Louis Carrogis de Carmontelle,
his sale, Paris, 17 April 1807, part of lot 22;
Chevalier Richard de Lédans,
his sale, Paris, 3 November 1816;
Pierre de La Mésangère,
his sale, Paris, 18 July 1831, part of lot 304,
purchased by John Duff;
sale, New York, Christie's, 22 January 2003, lot 69

NB where does the Duff  prov come - not in Christie's cat.

Catalogue Note

This sensitive and thoughtful double portrait of youth versus age was part of a series which Carmontelle drew during his time at the court of the Duc d'Orléans.  He entered the service of Louis Philippe, Duc d'Orléans, in 1759 and enjoyed a buoyant careeer there, organising official entertainments and later also becoming a garden designer, creating what is now the Parc Monceau.  The present drawing was executed in Villers-Cotterêts, the country house where the Orléans family spent their summer.

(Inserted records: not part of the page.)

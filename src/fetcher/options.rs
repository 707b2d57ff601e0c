use crate::http::requestbody::Payload;
use std::time::Duration;
use url::Url;

/// Query string appended to the resolved URL.
#[derive(Debug, Clone, PartialEq, Eq)]
pub enum Query {
    /// Percent-encoded on append.
    Pairs(Vec<(String, String)>),
    /// Appended as given.
    Encoded(String),
}

impl Query {
    /// Append to `url`, after any query it already carries.
    pub fn apply(&self, url: &mut Url) {
        match self {
            Query::Pairs(pairs) => {
                if !pairs.is_empty() {
                    url.query_pairs_mut().extend_pairs(pairs);
                }
            }
            Query::Encoded(encoded) => {
                let encoded = encoded.trim_start_matches('?');
                if encoded.is_empty() {
                    return;
                }
                let query = match url.query() {
                    Some(existing) if !existing.is_empty() => format!("{existing}&{encoded}"),
                    _ => encoded.to_string(),
                };
                url.set_query(Some(&query));
            }
        }
    }
}

impl From<&str> for Query {
    fn from(encoded: &str) -> Self {
        Query::Encoded(encoded.to_string())
    }
}

impl From<String> for Query {
    fn from(encoded: String) -> Self {
        Query::Encoded(encoded)
    }
}

impl<K: Into<String>, V: Into<String>> FromIterator<(K, V)> for Query {
    fn from_iter<I: IntoIterator<Item = (K, V)>>(iter: I) -> Self {
        Query::Pairs(iter.into_iter().map(|(k, v)| (k.into(), v.into())).collect())
    }
}

/// Per-call settings for [`Fetcher::fetch`](super::Fetcher::fetch).
///
/// A payload turns the request into a POST.
#[derive(Debug, Default)]
pub struct FetchOptions {
    pub payload: Option<Payload>,
    pub headers: Vec<(String, String)>,
    pub query: Option<Query>,
    /// Overrides the configured timeout.
    pub timeout: Option<Duration>,
    /// Return error statuses as responses instead of failing.
    pub ignore_errors: bool,
}

impl FetchOptions {
    pub fn new() -> Self {
        Self::default()
    }

    pub fn payload(mut self, payload: impl Into<Payload>) -> Self {
        self.payload = Some(payload.into());
        self
    }

    pub fn header(mut self, name: impl Into<String>, value: impl Into<String>) -> Self {
        self.headers.push((name.into(), value.into()));
        self
    }

    pub fn query(mut self, query: impl Into<Query>) -> Self {
        self.query = Some(query.into());
        self
    }

    /// Query from key/value pairs.
    pub fn query_pairs<K, V>(self, pairs: impl IntoIterator<Item = (K, V)>) -> Self
    where
        K: Into<String>,
        V: Into<String>,
    {
        self.query(pairs.into_iter().collect::<Query>())
    }

    pub fn timeout(mut self, timeout: Duration) -> Self {
        self.timeout = Some(timeout);
        self
    }

    pub fn ignore_errors(mut self, ignore: bool) -> Self {
        self.ignore_errors = ignore;
        self
    }
}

Over the course of some 34 years, Carmontelle made more than 750 portraits of the family, their court, and other friends and acquaintances, which were bound in eleven albums.  He mainly drew the portraits for himself and would only produce replicas on request.  At the end of his life, Carmontelle gave the names of all the sitters in his portraits to his great friend, Richard Lédans who compiled a manuscript list, now in the museum at Chantilly, where there are 570 portraits from the original group.  The albums remained intact until in the possession of Pierre de La Mésangère, who dismantled them and mounted each drawing as here on a green mount.